[Data supplied — start]

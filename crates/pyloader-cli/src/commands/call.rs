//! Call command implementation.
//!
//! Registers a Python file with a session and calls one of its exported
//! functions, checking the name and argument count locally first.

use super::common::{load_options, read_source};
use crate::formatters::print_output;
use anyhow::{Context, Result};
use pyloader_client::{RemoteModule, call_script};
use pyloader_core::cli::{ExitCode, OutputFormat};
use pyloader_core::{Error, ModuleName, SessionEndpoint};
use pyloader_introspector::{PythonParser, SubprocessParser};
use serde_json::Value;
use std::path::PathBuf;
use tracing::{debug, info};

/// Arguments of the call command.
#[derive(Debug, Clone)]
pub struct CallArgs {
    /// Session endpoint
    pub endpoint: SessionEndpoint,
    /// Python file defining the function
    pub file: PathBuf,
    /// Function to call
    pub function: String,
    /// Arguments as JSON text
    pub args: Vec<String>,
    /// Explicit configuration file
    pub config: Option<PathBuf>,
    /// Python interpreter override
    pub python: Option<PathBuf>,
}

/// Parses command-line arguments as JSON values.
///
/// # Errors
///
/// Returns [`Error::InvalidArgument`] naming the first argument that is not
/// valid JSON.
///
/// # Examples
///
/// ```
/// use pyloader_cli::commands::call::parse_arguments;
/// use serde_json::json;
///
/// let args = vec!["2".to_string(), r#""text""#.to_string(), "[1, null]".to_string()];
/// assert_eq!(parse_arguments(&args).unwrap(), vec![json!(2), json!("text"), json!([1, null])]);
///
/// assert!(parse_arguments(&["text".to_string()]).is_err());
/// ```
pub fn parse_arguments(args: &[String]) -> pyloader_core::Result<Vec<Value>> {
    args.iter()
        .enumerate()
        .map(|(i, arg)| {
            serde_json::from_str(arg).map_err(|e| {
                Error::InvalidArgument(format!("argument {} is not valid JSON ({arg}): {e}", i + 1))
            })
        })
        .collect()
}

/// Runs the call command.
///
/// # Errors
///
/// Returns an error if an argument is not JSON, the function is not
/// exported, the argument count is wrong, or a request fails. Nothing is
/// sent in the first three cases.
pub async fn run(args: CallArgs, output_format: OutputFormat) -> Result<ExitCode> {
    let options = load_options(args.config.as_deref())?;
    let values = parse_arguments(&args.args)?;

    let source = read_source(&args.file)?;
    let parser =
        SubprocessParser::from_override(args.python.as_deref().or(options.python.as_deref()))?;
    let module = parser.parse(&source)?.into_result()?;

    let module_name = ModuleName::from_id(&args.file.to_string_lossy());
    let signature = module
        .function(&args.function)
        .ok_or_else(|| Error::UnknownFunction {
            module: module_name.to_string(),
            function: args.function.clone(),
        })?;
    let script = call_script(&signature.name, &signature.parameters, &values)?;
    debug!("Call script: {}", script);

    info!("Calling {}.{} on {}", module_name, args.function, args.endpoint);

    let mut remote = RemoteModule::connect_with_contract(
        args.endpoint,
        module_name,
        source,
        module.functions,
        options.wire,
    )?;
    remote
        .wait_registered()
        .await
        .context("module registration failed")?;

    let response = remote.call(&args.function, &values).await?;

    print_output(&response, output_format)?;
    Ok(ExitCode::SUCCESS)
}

[Data supplied — finish]

• Requirement: In the answer, please give only the lines from the line containing "module_name = ModuleName::from_id(&args.file.to_string_lossy());" through the final line of the data, copied exactly.

• Problem solution:
    let module_name = ModuleName::from_id(&args.file.to_string_lossy());
    let signature = module
        .function(&args.function)
        .ok_or_else(|| Error::UnknownFunction {
            module: module_name.to_string(),
            function: args.function.clone(),
        })?;
    let script = call_script(&signature.name, &signature.parameters, &values)?;
    debug!("Call script: {}", script);

    info!("Calling {}.{} on {}", module_name, args.function, args.endpoint);

    let mut remote = RemoteModule::connect_with_contract(
        args.endpoint,
        module_name,
        source,
        module.functions,
        options.wire,
    )?;
    remote
        .wait_registered()
        .await
        .context("module registration failed")?;

    let response = remote.call(&args.function, &values).await?;

    print_output(&response, output_format)?;
    Ok(ExitCode::SUCCESS)
}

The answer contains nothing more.